The All Blacks have been using Wattbikes for over a decade, utilising them for recovery, rehab and competition. "We use it for recovery (a spin helps to remove lactate from aching muscles after games). We use it for rehab because we can address any imbalances in the legs. And we use it for competition because young athletes love competition and trying to beat each other," said Gill.
Specifically on the topic of recovery, Gill said: "When you’re 130kg, there’s only so much running you can do before you increase your risk of injury. But with Wattbikes we can improve the condition and physical qualities off-feet, with no risk to joints or Achilles tendonitis or ankles. We can actually sidestep all the things players really suffer from and achieve the same metabolic stress and conditioning on a Wattbike."
The perception is that these are big guys, throwing around big weights, but that's not always the case. "Some of our big boys can only do bodyweight chin-ups anyway because they are so big," said Gill.

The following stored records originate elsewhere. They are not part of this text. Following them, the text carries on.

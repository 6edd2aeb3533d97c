use crate::db::SchemaVersionDao;
use crate::error::Result;
use crate::info::context::MigrationInfoContext;
use crate::info::record::MigrationRecord;
use crate::migration::{
    AppliedMigration, MigrationState, MigrationType, MigrationVersion, ResolvedMigration,
};
use crate::resolver::MigrationResolver;
use itertools::Itertools;
use std::collections::BTreeMap;
use std::sync::Arc;
use tracing::warn;

/// Reconciles resolved migrations against the ledger.
///
/// Each [`refresh`](Self::refresh) re-reads both sides and recomputes every
/// record; queries only look at the last refresh.
pub struct MigrationInfoService<'a> {
    resolver: &'a dyn MigrationResolver,
    dao: &'a dyn SchemaVersionDao,
    target: MigrationVersion,
    out_of_order: bool,
    pending_or_future: bool,
    records: Vec<MigrationRecord>,
}

impl<'a> MigrationInfoService<'a> {
    pub fn new(
        resolver: &'a dyn MigrationResolver,
        dao: &'a dyn SchemaVersionDao,
        target: MigrationVersion,
        out_of_order: bool,
        pending_or_future: bool,
    ) -> Self {
        Self {
            resolver,
            dao,
            target,
            out_of_order,
            pending_or_future,
            records: Vec::new(),
        }
    }

    pub async fn refresh(&mut self) -> Result<()> {
        let resolved = self.resolver.resolve_migrations()?;
        let applied = self.dao.find_applied_migrations().await?;

        self.records = merge_resolved_and_applied(
            resolved,
            applied,
            &self.target,
            self.out_of_order,
            self.pending_or_future,
        );

        if self.target == MigrationVersion::Current
            && let Some(current) = self.current()
        {
            self.target = current.version().clone();
        }
        Ok(())
    }

    pub fn all(&self) -> &[MigrationRecord] {
        &self.records
    }

    /// The highest record in an applied state
    pub fn current(&self) -> Option<&MigrationRecord> {
        self.records.iter().rev().find(|r| r.state().is_applied())
    }

    pub fn pending(&self) -> Vec<&MigrationRecord> {
        self.with_state(|s| s == MigrationState::Pending)
    }

    pub fn applied(&self) -> Vec<&MigrationRecord> {
        self.with_state(|s| s.is_applied())
    }

    pub fn resolved(&self) -> Vec<&MigrationRecord> {
        self.with_state(|s| s.is_resolved())
    }

    pub fn failed(&self) -> Vec<&MigrationRecord> {
        self.with_state(|s| s.is_failed())
    }

    pub fn future(&self) -> Vec<&MigrationRecord> {
        self.with_state(|s| s == MigrationState::FutureSuccess)
    }

    pub fn out_of_order(&self) -> Vec<&MigrationRecord> {
        self.with_state(|s| s == MigrationState::OutOfOrder)
    }

    /// First validation problem across all records
    pub fn validate(&self) -> Option<String> {
        self.records.iter().find_map(|r| r.validate())
    }

    fn with_state(&self, predicate: impl Fn(MigrationState) -> bool) -> Vec<&MigrationRecord> {
        self.records
            .iter()
            .filter(|r| predicate(r.state()))
            .collect()
    }
}

/// Pair up resolved and applied migrations by version, sorted ascending.
///
/// A `Current` target is resolved to the highest applied version, or to no
/// target at all when nothing has been applied.
pub fn merge_resolved_and_applied(
    resolved: Vec<ResolvedMigration>,
    applied: Vec<AppliedMigration>,
    target: &MigrationVersion,
    out_of_order: bool,
    pending_or_future: bool,
) -> Vec<MigrationRecord> {
    let mut context = MigrationInfoContext::new(out_of_order, pending_or_future, None);

    let mut resolved_by_version: BTreeMap<MigrationVersion, ResolvedMigration> = BTreeMap::new();
    for migration in resolved {
        let Some(version) = migration.version.clone() else {
            warn!(
                "Skipping unversioned migration {} from {}",
                migration.description, migration.physical_location
            );
            continue;
        };
        if version > context.last_resolved {
            context.last_resolved = version.clone();
        }
        resolved_by_version.insert(version, migration);
    }

    let mut applied_by_version: BTreeMap<MigrationVersion, AppliedMigration> = BTreeMap::new();
    for migration in applied {
        let version = migration.version.clone();
        if version > context.last_applied {
            context.last_applied = version.clone();
        }
        match migration.migration_type {
            MigrationType::Schema => context.schema = Some(version.clone()),
            MigrationType::Baseline => context.baseline = Some(version.clone()),
            _ => {}
        }
        applied_by_version.insert(version, migration);
    }

    context.target = match target {
        MigrationVersion::Current => applied_by_version.keys().next_back().cloned(),
        other => Some(other.clone()),
    };

    let context = Arc::new(context);
    let versions: Vec<MigrationVersion> = resolved_by_version
        .keys()
        .merge(applied_by_version.keys())
        .dedup()
        .cloned()
        .collect();

    versions
        .into_iter()
        .map(|version| {
            let resolved = resolved_by_version.remove(&version);
            let applied = applied_by_version.remove(&version);
            MigrationRecord::new(version, resolved, applied, Arc::clone(&context))
        })
        .collect()
}

#[cfg(test)]
mod tests {
    use super::*;
    use crate::db::{CqlSession, InMemorySchemaVersionDao};
    use crate::migration::MigrationExecutor;
    use async_trait::async_trait;

    struct Noop;

    #[async_trait]
    impl MigrationExecutor for Noop {
        async fn execute(&self, _session: &dyn CqlSession) -> anyhow::Result<()> {
            Ok(())
        }
    }

    struct Fixed(Vec<ResolvedMigration>);

    impl MigrationResolver for Fixed {
        fn resolve_migrations(&self) -> Result<Vec<ResolvedMigration>> {
            Ok(self.0.clone())
        }
    }

    fn v(s: &str) -> MigrationVersion {
        MigrationVersion::parse(s).unwrap()
    }

    fn resolved(version: &str) -> ResolvedMigration {
        ResolvedMigration {
            version: Some(v(version)),
            description: format!("Migration {}", version),
            script: format!("V{}__Migration.cql", version),
            checksum: Some(1),
            migration_type: MigrationType::Cql,
            physical_location: format!("db/migration/V{}__Migration.cql", version),
            executor: Arc::new(Noop),
        }
    }

    fn applied(version: &str, rank: i32, success: bool) -> AppliedMigration {
        let mut row = AppliedMigration::new(
            v(version),
            &format!("Migration {}", version),
            MigrationType::Cql,
            &format!("V{}__Migration.cql", version),
            Some(1),
            "",
            5,
            success,
        );
        row.version_rank = rank;
        row.installed_rank = rank;
        row
    }

    async fn service_for(
        resolver: &Fixed,
        dao: &InMemorySchemaVersionDao,
        target: MigrationVersion,
        out_of_order: bool,
    ) -> Vec<(String, MigrationState)> {
        let mut service = MigrationInfoService::new(resolver, dao, target, out_of_order, true);
        service.refresh().await.unwrap();
        service
            .all()
            .iter()
            .map(|r| (r.version().to_string(), r.state()))
            .collect()
    }

    #[tokio::test]
    async fn test_pending_after_applied() {
        let resolver = Fixed(vec![resolved("1"), resolved("2")]);
        let dao = InMemorySchemaVersionDao::with_rows("ks", "t", vec![applied("1", 1, true)]);

        let mut service = MigrationInfoService::new(&resolver, &dao, MigrationVersion::Latest, false, true);
        service.refresh().await.unwrap();

        assert_eq!(service.pending().len(), 1);
        assert_eq!(service.pending()[0].version(), &v("2"));
        assert_eq!(service.current().map(|r| r.version().clone()), Some(v("1")));
        assert_eq!(service.applied().len(), 1);
        assert_eq!(service.resolved().len(), 2);
    }

    #[tokio::test]
    async fn test_ignored_when_out_of_order_disabled() {
        let resolver = Fixed(vec![resolved("1"), resolved("2")]);
        let dao = InMemorySchemaVersionDao::with_rows("ks", "t", vec![applied("2", 1, true)]);

        let states = service_for(&resolver, &dao, MigrationVersion::Latest, false).await;
        assert_eq!(
            states,
            vec![
                ("1".to_string(), MigrationState::Ignored),
                ("2".to_string(), MigrationState::Success)
            ]
        );

        let mut service = MigrationInfoService::new(&resolver, &dao, MigrationVersion::Latest, false, true);
        service.refresh().await.unwrap();
        assert_eq!(service.current().map(|r| r.version().clone()), Some(v("2")));
    }

    #[tokio::test]
    async fn test_pending_when_out_of_order_enabled() {
        let resolver = Fixed(vec![resolved("1"), resolved("2")]);
        let dao = InMemorySchemaVersionDao::with_rows("ks", "t", vec![applied("2", 1, true)]);

        let states = service_for(&resolver, &dao, MigrationVersion::Latest, true).await;
        assert_eq!(states[0], ("1".to_string(), MigrationState::Pending));
    }

    #[tokio::test]
    async fn test_future_migrations() {
        let resolver = Fixed(vec![resolved("1")]);
        let dao = InMemorySchemaVersionDao::with_rows(
            "ks",
            "t",
            vec![applied("1", 1, true), applied("2", 2, false)],
        );

        let mut service = MigrationInfoService::new(&resolver, &dao, MigrationVersion::Latest, false, true);
        service.refresh().await.unwrap();

        let states: Vec<MigrationState> = service.all().iter().map(|r| r.state()).collect();
        assert_eq!(states, vec![MigrationState::Success, MigrationState::FutureFailed]);
        assert_eq!(service.failed().len(), 1);
        assert!(service.future().is_empty());
    }

    #[tokio::test]
    async fn test_explicit_target_caps_pending() {
        let resolver = Fixed(vec![resolved("1"), resolved("2"), resolved("3")]);
        let dao = InMemorySchemaVersionDao::new("ks", "t");

        let states = service_for(&resolver, &dao, v("2"), false).await;
        assert_eq!(
            states.iter().map(|(_, s)| *s).collect::<Vec<_>>(),
            vec![
                MigrationState::Pending,
                MigrationState::Pending,
                MigrationState::AboveTarget
            ]
        );
    }

    #[tokio::test]
    async fn test_current_target_holds_back_new_migrations() {
        let resolver = Fixed(vec![resolved("1"), resolved("2")]);
        let dao = InMemorySchemaVersionDao::with_rows("ks", "t", vec![applied("1", 1, true)]);

        let states = service_for(&resolver, &dao, MigrationVersion::Current, false).await;
        assert_eq!(states[1], ("2".to_string(), MigrationState::AboveTarget));

        let empty = InMemorySchemaVersionDao::new("ks", "t");
        let states = service_for(&resolver, &empty, MigrationVersion::Current, false).await;
        assert!(states.iter().all(|(_, s)| *s == MigrationState::AboveTarget));
    }

    #[tokio::test]
    async fn test_validate_returns_first_problem() {
        let resolver = Fixed(vec![resolved("1"), resolved("2")]);
        let dao = InMemorySchemaVersionDao::with_rows("ks", "t", vec![applied("1", 1, true)]);

        let mut service = MigrationInfoService::new(&resolver, &dao, MigrationVersion::Latest, true, false);
        service.refresh().await.unwrap();
        assert_eq!(
            service.validate().as_deref(),
            Some("Detected resolved migration not applied to database: 2")
        );
    }
}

"Some of our Wattbike sessions are super-setted with bodyweight circuits," added Gill. "So we might do a crawl, a pull, a press and a Wattbike sprint. The bodyweight (exercise) provides functional conditioning. The Wattbike is replacing the sprint on the field. And the crawl and press are replacing getting up and down from a tackle. So burpees and all of these things are really important."
Like all athletes, the All Blacks need to make time for stretching and yoga sessions in order to help prevent injuries and strains. "We do a lot of stretching and mobility. We do small touches of that daily, before or after training, or in the gym. Sometimes twice a day they will be doing soft tissue work, myofascial release, mobility, band stretching and partner-assisted stretching."
Grains of Sand
While the All Blacks training is dominated by the Big Rocks there's still room for some small grains of sand to slip through, with Gill stressing the importance of trying new things and learning new skills. "We’re constantly trying new things and getting a balance between fads and real new methods that might help us long-term," explained Gill. "We don’t look for quick fixes or silver bullets, but we will try things. Every week you’re thinking: can I learn something different? From athletes to staff, we are chasing perfection – but we will never get there. So long as we are actually trying to get there, that is the main thing."